(Records from a data collection)

+ + + +

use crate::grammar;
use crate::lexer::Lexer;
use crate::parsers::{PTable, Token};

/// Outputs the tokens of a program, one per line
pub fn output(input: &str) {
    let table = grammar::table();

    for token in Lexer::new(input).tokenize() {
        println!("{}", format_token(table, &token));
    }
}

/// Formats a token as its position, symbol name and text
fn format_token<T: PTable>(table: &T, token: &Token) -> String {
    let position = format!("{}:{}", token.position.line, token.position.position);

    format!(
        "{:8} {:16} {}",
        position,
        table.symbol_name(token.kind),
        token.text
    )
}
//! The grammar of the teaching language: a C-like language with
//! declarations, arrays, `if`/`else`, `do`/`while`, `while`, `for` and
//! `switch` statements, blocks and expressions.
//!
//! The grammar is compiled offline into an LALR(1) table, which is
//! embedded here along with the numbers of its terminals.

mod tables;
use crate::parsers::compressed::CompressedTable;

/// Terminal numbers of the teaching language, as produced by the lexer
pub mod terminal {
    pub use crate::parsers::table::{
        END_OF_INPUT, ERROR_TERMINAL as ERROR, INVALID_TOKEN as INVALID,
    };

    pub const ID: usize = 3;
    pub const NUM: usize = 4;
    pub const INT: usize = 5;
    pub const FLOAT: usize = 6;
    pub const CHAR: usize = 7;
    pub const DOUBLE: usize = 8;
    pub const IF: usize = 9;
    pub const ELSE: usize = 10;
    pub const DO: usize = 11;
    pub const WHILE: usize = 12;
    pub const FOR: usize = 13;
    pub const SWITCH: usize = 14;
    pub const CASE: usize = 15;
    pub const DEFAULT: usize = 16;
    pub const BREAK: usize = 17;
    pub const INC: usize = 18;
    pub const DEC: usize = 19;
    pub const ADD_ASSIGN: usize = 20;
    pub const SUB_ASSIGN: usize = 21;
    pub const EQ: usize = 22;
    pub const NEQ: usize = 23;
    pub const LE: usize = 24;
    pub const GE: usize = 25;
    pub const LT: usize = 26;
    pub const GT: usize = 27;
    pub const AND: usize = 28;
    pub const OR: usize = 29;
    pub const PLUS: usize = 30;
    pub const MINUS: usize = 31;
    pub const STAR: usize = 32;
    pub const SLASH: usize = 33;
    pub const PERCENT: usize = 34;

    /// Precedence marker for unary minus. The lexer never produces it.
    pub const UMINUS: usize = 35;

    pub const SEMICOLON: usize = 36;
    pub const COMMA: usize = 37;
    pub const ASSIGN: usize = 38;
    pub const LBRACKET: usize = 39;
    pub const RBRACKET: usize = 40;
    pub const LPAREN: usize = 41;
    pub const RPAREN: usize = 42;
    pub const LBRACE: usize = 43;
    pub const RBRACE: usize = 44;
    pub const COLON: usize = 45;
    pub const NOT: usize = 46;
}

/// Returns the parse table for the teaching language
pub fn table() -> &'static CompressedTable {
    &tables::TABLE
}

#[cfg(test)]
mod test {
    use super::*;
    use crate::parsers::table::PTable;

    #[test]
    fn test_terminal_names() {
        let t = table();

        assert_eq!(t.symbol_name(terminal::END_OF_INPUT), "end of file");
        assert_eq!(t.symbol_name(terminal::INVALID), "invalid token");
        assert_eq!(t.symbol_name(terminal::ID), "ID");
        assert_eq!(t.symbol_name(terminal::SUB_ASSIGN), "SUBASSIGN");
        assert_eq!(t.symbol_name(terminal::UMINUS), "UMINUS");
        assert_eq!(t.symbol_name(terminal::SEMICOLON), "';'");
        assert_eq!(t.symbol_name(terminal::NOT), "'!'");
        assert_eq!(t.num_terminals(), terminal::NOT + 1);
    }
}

+ + + +

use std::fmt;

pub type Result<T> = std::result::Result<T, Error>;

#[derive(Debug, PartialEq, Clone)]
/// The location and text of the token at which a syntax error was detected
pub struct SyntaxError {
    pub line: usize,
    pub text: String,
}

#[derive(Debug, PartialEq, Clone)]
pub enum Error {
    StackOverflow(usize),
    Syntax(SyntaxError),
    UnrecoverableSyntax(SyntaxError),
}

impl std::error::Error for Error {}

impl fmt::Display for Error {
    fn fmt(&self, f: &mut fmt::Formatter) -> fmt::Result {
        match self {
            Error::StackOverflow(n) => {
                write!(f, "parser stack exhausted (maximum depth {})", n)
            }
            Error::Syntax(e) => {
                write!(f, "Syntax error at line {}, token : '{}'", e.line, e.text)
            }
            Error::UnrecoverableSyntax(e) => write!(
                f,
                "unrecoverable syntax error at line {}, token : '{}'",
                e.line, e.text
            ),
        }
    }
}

+ + + +

_Exercise aim_: The lines to copy are those above that contain "impl".

_Your response_:
impl std::error::Error for Error {}
impl fmt::Display for Error {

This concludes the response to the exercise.